• INSTRUCTIONS TO FOLLOW: Where the line with "conditions.push(self.parse_condition(logic)?);" appears in the records below, start there and transcribe each line exactly through the last.

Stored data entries
============
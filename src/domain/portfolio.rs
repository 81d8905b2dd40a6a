//! Account state for a single-symbol run: balance, open positions, closed
//! trades and the per-bar equity trace.

use chrono::NaiveDateTime;
use serde::Serialize;

use super::position::{Direction, Position, Trade};

#[derive(Debug, Clone, Copy, PartialEq, Serialize)]
pub struct EquityPoint {
    pub time: NaiveDateTime,
    pub balance: f64,
    pub equity: f64,
}

#[derive(Debug, Clone, PartialEq)]
pub struct Portfolio {
    pub initial_capital: f64,
    /// Realised balance: initial capital plus net PnL of closed trades.
    pub balance: f64,
    pub positions: Vec<Position>,
    pub trades: Vec<Trade>,
    pub equity_curve: Vec<EquityPoint>,
    next_position_id: u64,
}

impl Portfolio {
    pub fn new(initial_capital: f64) -> Self {
        Portfolio {
            initial_capital,
            balance: initial_capital,
            positions: Vec::new(),
            trades: Vec::new(),
            equity_curve: Vec::new(),
            next_position_id: 1,
        }
    }

    pub fn next_position_id(&mut self) -> u64 {
        let id = self.next_position_id;
        self.next_position_id += 1;
        id
    }

    pub fn open_count(&self) -> usize {
        self.positions.iter().filter(|p| p.is_open()).count()
    }

    /// Direction of the open exposure. All open positions share it.
    pub fn exposure(&self) -> Option<Direction> {
        self.positions
            .iter()
            .find(|p| p.is_open())
            .map(|p| p.direction)
    }

    /// Oldest open position, the one handed to exit predicates.
    pub fn primary_position(&self) -> Option<&Position> {
        self.positions.iter().find(|p| p.is_open())
    }

    pub fn unrealized_pnl(&self, price: f64, contract_size: f64) -> f64 {
        self.positions
            .iter()
            .filter(|p| p.is_open())
            .map(|p| p.unrealized_pnl(price, contract_size))
            .sum()
    }

    pub fn equity(&self, price: f64, contract_size: f64) -> f64 {
        self.balance + self.unrealized_pnl(price, contract_size)
    }

    /// Remove and return every open position, oldest first.
    pub fn take_open_positions(&mut self) -> Vec<Position> {
        let (open, rest): (Vec<Position>, Vec<Position>) =
            self.positions.drain(..).partition(|p| p.is_open());
        self.positions = rest;
        open
    }

    /// Number to give the next recorded trade.
    pub fn next_trade_number(&self) -> usize {
        self.trades.len() + 1
    }

    /// Settle a closed trade into the balance.
    pub fn record_trade(&mut self, trade: Trade) {
        self.balance += trade.pnl;
        self.trades.push(trade);
    }

    pub fn record_equity(&mut self, time: NaiveDateTime, price: f64, contract_size: f64) {
        let equity = self.equity(price, contract_size);
        self.equity_curve.push(EquityPoint {
            time,
            balance: self.balance,
            equity,
        });
    }
}

#[cfg(test)]
mod tests {
    use super::*;
    use crate::domain::position::{ExitReason, PositionStatus};
    use chrono::NaiveDate;

    fn ts(hour: u32) -> NaiveDateTime {
        NaiveDate::from_ymd_opt(2024, 1, 15)
            .unwrap()
            .and_hms_opt(hour, 0, 0)
            .unwrap()
    }

    fn sample_position(id: u64, direction: Direction, status: PositionStatus) -> Position {
        Position {
            id,
            symbol: "EURUSD".to_string(),
            direction,
            entry_price: 1.1000,
            entry_time: ts(1),
            entry_index: 1,
            size: 1.0,
            stop_price: None,
            take_profit_price: None,
            trailing_distance: None,
            trailing_engaged: false,
            status,
            commission: 0.0,
            slippage: 0.0,
            mae: 0.0,
            mfe: 0.0,
            initial_risk: None,
        }
    }

    fn sample_trade(pnl: f64) -> Trade {
        Trade {
            trade_number: 1,
            position_id: 1,
            symbol: "EURUSD".into(),
            direction: Direction::Long,
            size: 1.0,
            entry_price: 1.1,
            entry_time: ts(1),
            entry_index: 1,
            exit_price: 1.1,
            exit_time: ts(2),
            exit_index: 2,
            exit_reason: ExitReason::Signal,
            stop_price: None,
            take_profit_price: None,
            gross_pnl: pnl,
            pnl,
            commission: 0.0,
            slippage: 0.0,
            mae: 0.0,
            mfe: 0.0,
            duration_bars: 1,
            balance_before: 10_000.0,
            balance_after: 10_000.0 + pnl,
            r_multiple: None,
        }
    }

    #[test]
    fn new_portfolio() {
        let portfolio = Portfolio::new(10_000.0);
        assert!((portfolio.balance - 10_000.0).abs() < f64::EPSILON);
        assert!(portfolio.positions.is_empty());
        assert!(portfolio.trades.is_empty());
        assert!(portfolio.exposure().is_none());
        assert_eq!(portfolio.next_trade_number(), 1);
    }

    #[test]
    fn ids_increase() {
        let mut portfolio = Portfolio::new(10_000.0);
        assert_eq!(portfolio.next_position_id(), 1);
        assert_eq!(portfolio.next_position_id(), 2);
    }

    #[test]
    fn pending_positions_do_not_count_as_exposure() {
        let mut portfolio = Portfolio::new(10_000.0);
        portfolio
            .positions
            .push(sample_position(1, Direction::Long, PositionStatus::Pending));
        assert_eq!(portfolio.open_count(), 0);
        assert!(portfolio.exposure().is_none());
        assert!((portfolio.equity(1.2, 100_000.0) - 10_000.0).abs() < f64::EPSILON);
    }

    #[test]
    fn equity_marks_open_positions() {
        let mut portfolio = Portfolio::new(10_000.0);
        portfolio
            .positions
            .push(sample_position(1, Direction::Short, PositionStatus::Open));
        assert_eq!(portfolio.exposure(), Some(Direction::Short));
        // short 1 lot, price down 10 pips → +$100
        assert!((portfolio.equity(1.0990, 100_000.0) - 10_100.0).abs() < 1e-6);
        portfolio.record_equity(ts(3), 1.0990, 100_000.0);
        let point = portfolio.equity_curve[0];
        assert!((point.balance - 10_000.0).abs() < f64::EPSILON);
        assert!((point.equity - 10_100.0).abs() < 1e-6);
    }

    #[test]
    fn take_open_positions_leaves_pending() {
        let mut portfolio = Portfolio::new(10_000.0);
        portfolio
            .positions
            .push(sample_position(1, Direction::Long, PositionStatus::Open));
        portfolio
            .positions
            .push(sample_position(2, Direction::Long, PositionStatus::Pending));
        let open = portfolio.take_open_positions();
        assert_eq!(open.len(), 1);
        assert_eq!(open[0].id, 1);
        assert_eq!(portfolio.positions.len(), 1);
        assert_eq!(portfolio.positions[0].id, 2);
    }

    #[test]
    fn record_trade_updates_balance() {
        let mut portfolio = Portfolio::new(10_000.0);
        portfolio.record_trade(sample_trade(-250.0));
        assert!((portfolio.balance - 9_750.0).abs() < f64::EPSILON);
        assert_eq!(portfolio.next_trade_number(), 2);
    }
}
//! Condition list parser.
//!
//! Recursive descent parser for the condition grammar used by rules strategies:
//!
//! ```text
//! conditions := ε | condition (("AND" | "OR") condition)*
//! condition  := operand comparator operand
//! comparator := ">" | ">=" | "<" | "<=" | "==" | "crosses_above" | "crosses_below"
//! operand    := number | open | high | low | close | volume | indicator
//! ```
//!
//! Errors carry the character offset of the offending token.

use crate::domain::error::ParseError;
use crate::domain::indicator::IndicatorType;
use crate::domain::rule::{Comparator, Condition, IndicatorField, IndicatorRef, Logic, Operand};

struct Parser<'a> {
    input: &'a str,
    pos: usize,
}

impl<'a> Parser<'a> {
    fn new(input: &'a str) -> Self {
        Self { input, pos: 0 }
    }

    fn remaining(&self) -> &'a str {
        &self.input[self.pos..]
    }

    fn peek(&self) -> Option<char> {
        self.remaining().chars().next()
    }

    fn advance(&mut self) -> Option<char> {
        let ch = self.peek()?;
        self.pos += ch.len_utf8();
        Some(ch)
    }

    fn skip_whitespace(&mut self) {
        while let Some(ch) = self.peek() {
            if ch.is_whitespace() {
                self.advance();
            } else {
                break;
            }
        }
    }

    fn error(&self, message: impl Into<String>) -> ParseError {
        ParseError {
            message: message.into(),
            position: self.pos,
        }
    }

    fn expect_char(&mut self, expected: char) -> Result<(), ParseError> {
        self.skip_whitespace();
        match self.peek() {
            Some(ch) if ch == expected => {
                self.advance();
                Ok(())
            }
            Some(ch) => Err(self.error(format!("expected '{}', found '{}'", expected, ch))),
            None => Err(self.error(format!("expected '{}', found end of input", expected))),
        }
    }

    fn peek_keyword(&self, keyword: &str) -> bool {
        let remaining = self.remaining();
        remaining.starts_with(keyword)
            && !remaining[keyword.len()..]
                .chars()
                .next()
                .is_some_and(|c| c.is_alphanumeric() || c == '_')
    }

    fn consume_keyword(&mut self, keyword: &str) -> bool {
        if self.peek_keyword(keyword) {
            self.pos += keyword.len();
            true
        } else {
            false
        }
    }

    fn peek_word(&self) -> String {
        let word: String = self
            .remaining()
            .chars()
            .take_while(|ch| ch.is_alphanumeric() || *ch == '_')
            .collect();
        if word.is_empty() {
            self.peek()
                .map(|c| c.to_string())
                .unwrap_or_else(|| "end of input".to_string())
        } else {
            word
        }
    }

    fn parse_number(&mut self) -> Result<f64, ParseError> {
        self.skip_whitespace();
        let start = self.pos;
        let mut has_dot = false;
        let mut digits = 0;

        if self.peek() == Some('-') {
            self.advance();
        }

        while let Some(ch) = self.peek() {
            if ch.is_ascii_digit() {
                digits += 1;
                self.advance();
            } else if ch == '.' && !has_dot {
                has_dot = true;
                self.advance();
            } else {
                break;
            }
        }

        if digits == 0 {
            return Err(ParseError {
                message: "expected number".to_string(),
                position: start,
            });
        }

        let num_str = &self.input[start..self.pos];
        num_str.parse::<f64>().map_err(|_| ParseError {
            message: format!("invalid number: {}", num_str),
            position: start,
        })
    }

    fn parse_integer(&mut self) -> Result<usize, ParseError> {
        self.skip_whitespace();
        let start = self.pos;
        while self.peek().is_some_and(|ch| ch.is_ascii_digit()) {
            self.advance();
        }
        if start == self.pos {
            return Err(ParseError {
                message: "expected integer".to_string(),
                position: start,
            });
        }
        let num_str = &self.input[start..self.pos];
        num_str.parse::<usize>().map_err(|_| ParseError {
            message: format!("invalid integer: {}", num_str),
            position: start,
        })
    }

    /// `(a)` for single-period indicators.
    fn parse_period_args(&mut self) -> Result<usize, ParseError> {
        self.expect_char('(')?;
        let period = self.parse_integer()?;
        self.expect_char(')')?;
        Ok(period)
    }

    fn parse_macd_args(&mut self) -> Result<IndicatorType, ParseError> {
        self.expect_char('(')?;
        let fast = self.parse_integer()?;
        self.expect_char(',')?;
        let slow = self.parse_integer()?;
        self.expect_char(',')?;
        let signal = self.parse_integer()?;
        self.expect_char(')')?;
        Ok(IndicatorType::Macd { fast, slow, signal })
    }

    fn parse_stochastic_args(&mut self) -> Result<IndicatorType, ParseError> {
        self.expect_char('(')?;
        let k_period = self.parse_integer()?;
        self.expect_char(',')?;
        let d_period = self.parse_integer()?;
        self.expect_char(')')?;
        Ok(IndicatorType::Stochastic { k_period, d_period })
    }

    fn parse_bollinger_args(&mut self) -> Result<IndicatorType, ParseError> {
        self.expect_char('(')?;
        let period = self.parse_integer()?;
        self.expect_char(',')?;
        let start = self.pos;
        let mult = self.parse_number()?;
        if mult <= 0.0 {
            return Err(ParseError {
                message: format!("band multiplier must be positive, found {}", mult),
                position: start,
            });
        }
        self.expect_char(')')?;
        Ok(IndicatorType::Bollinger {
            period,
            stddev_mult_x100: (mult * 100.0).round() as u32,
        })
    }

    fn parse_indicator(&mut self) -> Result<Operand, ParseError> {
        self.skip_whitespace();
        let start = self.pos;
        let word: String = self
            .remaining()
            .chars()
            .take_while(|ch| ch.is_ascii_alphanumeric() || *ch == '_')
            .collect();
        self.pos += word.len();

        let (indicator_type, field) = match word.as_str() {
            "SMA" => (IndicatorType::Sma(self.parse_period_args()?), IndicatorField::Value),
            "EMA" => (IndicatorType::Ema(self.parse_period_args()?), IndicatorField::Value),
            "RSI" => (IndicatorType::Rsi(self.parse_period_args()?), IndicatorField::Value),
            "ATR" => (IndicatorType::Atr(self.parse_period_args()?), IndicatorField::Value),
            "ADX" => (IndicatorType::Adx(self.parse_period_args()?), IndicatorField::Adx),
            "PLUS_DI" => (IndicatorType::Adx(self.parse_period_args()?), IndicatorField::PlusDi),
            "MINUS_DI" => (IndicatorType::Adx(self.parse_period_args()?), IndicatorField::MinusDi),
            "MACD_LINE" => (self.parse_macd_args()?, IndicatorField::MacdLine),
            "MACD_SIGNAL" => (self.parse_macd_args()?, IndicatorField::MacdSignal),
            "MACD_HISTOGRAM" => (self.parse_macd_args()?, IndicatorField::MacdHistogram),
            "STOCHASTIC_K" => (self.parse_stochastic_args()?, IndicatorField::StochasticK),
            "STOCHASTIC_D" => (self.parse_stochastic_args()?, IndicatorField::StochasticD),
            "BOLLINGER_UPPER" => (self.parse_bollinger_args()?, IndicatorField::BollingerUpper),
            "BOLLINGER_MIDDLE" => (self.parse_bollinger_args()?, IndicatorField::BollingerMiddle),
            "BOLLINGER_LOWER" => (self.parse_bollinger_args()?, IndicatorField::BollingerLower),
            _ => {
                self.pos = start;
                return Err(self.error(format!("expected operand, found '{}'", self.peek_word())));
            }
        };

        Ok(Operand::Indicator(IndicatorRef {
            indicator_type,
            field,
        }))
    }

    fn parse_operand(&mut self) -> Result<Operand, ParseError> {
        self.skip_whitespace();

        if self
            .peek()
            .is_some_and(|ch| ch.is_ascii_digit() || ch == '-' || ch == '.')
        {
            let num = self.parse_number()?;
            return Ok(Operand::Constant(num));
        }

        for (name, operand) in [
            ("open", Operand::Open),
            ("high", Operand::High),
            ("low", Operand::Low),
            ("close", Operand::Close),
            ("volume", Operand::Volume),
        ] {
            if self.consume_keyword(name) {
                return Ok(operand);
            }
        }

        self.parse_indicator()
    }

    fn parse_comparator(&mut self) -> Result<Comparator, ParseError> {
        self.skip_whitespace();
        // two-character operators must be tried first
        for (token, comparator) in [
            (">=", Comparator::GreaterOrEqual),
            ("<=", Comparator::LessOrEqual),
            ("==", Comparator::Equal),
            (">", Comparator::Greater),
            ("<", Comparator::Less),
        ] {
            if self.remaining().starts_with(token) {
                self.pos += token.len();
                return Ok(comparator);
            }
        }
        for (keyword, comparator) in [
            ("crosses_above", Comparator::CrossesAbove),
            ("crosses_below", Comparator::CrossesBelow),
        ] {
            if self.consume_keyword(keyword) {
                return Ok(comparator);
            }
        }
        let found = self.peek_word();
        Err(self.error(format!(
            "expected comparator (>, >=, <, <=, ==, crosses_above, crosses_below), found '{}'",
            found
        )))
    }

    fn parse_condition(&mut self, logic: Logic) -> Result<Condition, ParseError> {
        let left = self.parse_operand()?;
        let comparator = self.parse_comparator()?;
        let right = self.parse_operand()?;
        Ok(Condition {
            left,
            comparator,
            right,
            logic,
        })
    }

    fn parse_logic(&mut self) -> Option<Logic> {
        self.skip_whitespace();
        if self.consume_keyword("AND") || self.consume_keyword("and") {
            Some(Logic::And)
        } else if self.consume_keyword("OR") || self.consume_keyword("or") {
            Some(Logic::Or)
        } else {
            None
        }
    }

    fn parse(&mut self) -> Result<Vec<Condition>, ParseError> {
        self.skip_whitespace();
        if self.pos == self.input.len() {
            return Ok(Vec::new());
        }

        let mut conditions = vec![self.parse_condition(Logic::And)?];
        while let Some(logic) = self.parse_logic() {
            conditions.push(self.parse_condition(logic)?);
        }

        self.skip_whitespace();
        if self.pos < self.input.len() {
            return Err(self.error(format!(
                "expected AND, OR or end of input, found '{}'",
                self.peek_word()
            )));
        }
        Ok(conditions)
    }
}

/// Parse a condition list. Blank input yields an empty list, which never fires.
pub fn parse_conditions(input: &str) -> Result<Vec<Condition>, ParseError> {
    Parser::new(input).parse()
}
============
• SOLUTION TO THIS TASK:
            conditions.push(self.parse_condition(logic)?);
        }

        self.skip_whitespace();
        if self.pos < self.input.len() {
            return Err(self.error(format!(
                "expected AND, OR or end of input, found '{}'",
                self.peek_word()
            )));
        }
        Ok(conditions)
    }
}

/// Parse a condition list. Blank input yields an empty list, which never fires.
pub fn parse_conditions(input: &str) -> Result<Vec<Condition>, ParseError> {
    Parser::new(input).parse()
}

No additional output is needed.